Review: Coastal Is a Culinary Love Letter to California's Central Coast
The cookbook offers everyday inspiration to get creative and elevate the ordinary.

Coastal: 130 Recipes from a California Road Trip is a lavishly illustrated how-to manual for making ghee, lox tacos, rhubarb brownies, grilled eggplant yakitori, bacon-fat roasted turnips, and much more. It's also a love letter to California's central coast. Author Scott Clark is a college dropout who cooked at multiple hoity-toity restaurants before opening his own place—Dad's Luncheonette—in a rented caboose on California's Pacific Coast Highway.

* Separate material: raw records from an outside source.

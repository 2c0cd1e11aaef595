pub mod sqlite;

use crate::{entry::StoredEntry, types::EntrySeq};

#[derive(Debug)]
pub enum PersistError {
    Sqlite(rusqlite::Error),
    Serde(serde_json::Error),
    Message(String),
}

impl From<rusqlite::Error> for PersistError {
    fn from(value: rusqlite::Error) -> Self {
        Self::Sqlite(value)
    }
}

impl From<serde_json::Error> for PersistError {
    fn from(value: serde_json::Error) -> Self {
        Self::Serde(value)
    }
}

pub type PersistResult<T> = Result<T, PersistError>;

pub trait EntrySink: Send {
    fn append_entries(&mut self, entries: &[StoredEntry]) -> PersistResult<EntrySeq>;
    fn flush(&mut self) -> PersistResult<()> {
        Ok(())
    }
}
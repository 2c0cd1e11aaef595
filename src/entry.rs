//! Audit journal entry model and persistence wrappers.

use serde::{Deserialize, Serialize};

use crate::types::{ActionId, EntrySeq};

/// Version number for serialized [`StoredEntryEnvelope`] payloads.
pub const ENTRY_FORMAT_VERSION: u16 = 1;

/// Immutable history transition appended to the journal.
#[derive(Debug, Clone, PartialEq, Eq, Serialize, Deserialize)]
pub enum Entry {
    /// An action was executed and pushed onto the undo stack.
    Recorded {
        /// Recorded action id.
        action_id: ActionId,
        /// Action label.
        description: String,
    },
    /// An action's execute effect failed at record time; nothing was pushed.
    RecordFailed {
        /// Label of the rejected action.
        description: String,
    },
    /// An action was undone and moved to the redo stack.
    Undone {
        /// Undone action id.
        action_id: ActionId,
        /// Action label.
        description: String,
    },
    /// An undo effect failed; the action was pushed back onto the undo stack.
    UndoFailed {
        /// Action id.
        action_id: ActionId,
        /// Action label.
        description: String,
    },
    /// An action was reapplied and moved back to the undo stack.
    Redone {
        /// Redone action id.
        action_id: ActionId,
        /// Action label.
        description: String,
    },
    /// A redo effect failed; the action was pushed back onto the redo stack.
    RedoFailed {
        /// Action id.
        action_id: ActionId,
        /// Action label.
        description: String,
    },
    /// Both stacks were emptied.
    Cleared,
}

impl Entry {
    /// Stable kind tag used for journal indexing.
    pub fn kind(&self) -> &'static str {
        match self {
            Self::Recorded { .. } => "recorded",
            Self::RecordFailed { .. } => "record_failed",
            Self::Undone { .. } => "undone",
            Self::UndoFailed { .. } => "undo_failed",
            Self::Redone { .. } => "redone",
            Self::RedoFailed { .. } => "redo_failed",
            Self::Cleared => "cleared",
        }
    }

    /// Action id referenced by this entry, when there is one.
    pub fn action_id(&self) -> Option<ActionId> {
        match self {
            Self::Recorded { action_id, .. }
            | Self::Undone { action_id, .. }
            | Self::UndoFailed { action_id, .. }
            | Self::Redone { action_id, .. }
            | Self::RedoFailed { action_id, .. } => Some(*action_id),
            Self::RecordFailed { .. } | Self::Cleared => None,
        }
    }
}

/// Journal row metadata plus entry payload.
#[derive(Debug, Clone, PartialEq, Eq, Serialize, Deserialize)]
pub struct StoredEntry {
    /// Monotonic entry sequence.
    pub seq: EntrySeq,
    /// Entry timestamp in milliseconds.
    pub ts_ms: u64,
    /// Entry body.
    pub entry: Entry,
}

/// Versioned wrapper for stable on-disk payload decoding.
#[derive(Debug, Clone, PartialEq, Eq, Serialize, Deserialize)]
pub struct StoredEntryEnvelope {
    /// Payload format version.
    pub format_version: u16,
    /// Wrapped entry.
    pub stored: StoredEntry,
}

impl StoredEntryEnvelope {
    /// Constructs an envelope using [`ENTRY_FORMAT_VERSION`].
    pub fn new(stored: StoredEntry) -> Self {
        Self {
            format_version: ENTRY_FORMAT_VERSION,
            stored,
        }
    }
}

A mix of classic American comfort food and crunchy-Californian dishes with multicultural flair, Coastal borrows ample inspiration and ingredients from Mexican, Japanese, French, Korean, and other cuisines. He gives fresh takes on familiar foods—red miso caramel apples, matcha mochi waffles—along with more adventurous fare (head cheese with charred onion mustard, anyone?).
These recipes are "project cooking"—unlikely to be your go-to weeknight meals. Still, Coastal offers everyday inspiration to get creative and elevate the ordinary.

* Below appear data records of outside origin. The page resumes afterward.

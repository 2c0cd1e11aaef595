//! Runtime event stream payloads.

use crate::types::ActionId;

/// Events emitted from the single-writer history loop.
///
/// `Availability` drives undo/redo affordance state; the remaining
/// variants carry the action description for transient notifications.
#[derive(Debug, Clone, PartialEq, Eq)]
pub enum HistoryEvent {
    /// An action was executed and recorded.
    Recorded {
        /// Recorded action id.
        id: ActionId,
        /// Action label.
        description: String,
    },
    /// An action's execute effect failed at record time.
    RecordFailed {
        /// Label of the rejected action.
        description: String,
    },
    /// One undo step was applied.
    Undone {
        /// Undone action id.
        id: ActionId,
        /// Action label.
        description: String,
    },
    /// An undo effect failed; the action remains undoable.
    UndoFailed {
        /// Action id.
        id: ActionId,
        /// Action label.
        description: String,
    },
    /// Undo was requested on an empty stack.
    NothingToUndo,
    /// One redo step was applied.
    Redone {
        /// Redone action id.
        id: ActionId,
        /// Action label.
        description: String,
    },
    /// A redo effect failed; the action remains redoable.
    RedoFailed {
        /// Action id.
        id: ActionId,
        /// Action label.
        description: String,
    },
    /// Redo was requested on an empty stack.
    NothingToRedo,
    /// Both stacks were emptied.
    Cleared,
    /// Current affordance state, emitted after every transition.
    Availability {
        /// True when at least one action can be undone.
        can_undo: bool,
        /// True when at least one undone action can be reapplied.
        can_redo: bool,
    },
}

A "visual storybook of free-spirited California living," Coastal introduces readers to not just recipes but the folks who make them possible, including sea vegetable foragers, wild boar hunters, regenerative farmers, and organic winemakers. It's a cookbook, but it's also a reminder of what makes America great: its melting pot of cultures, its natural beauty and abundance, its capacity to accommodate reinvention, and, of course, some perfectly crunchy potato chips.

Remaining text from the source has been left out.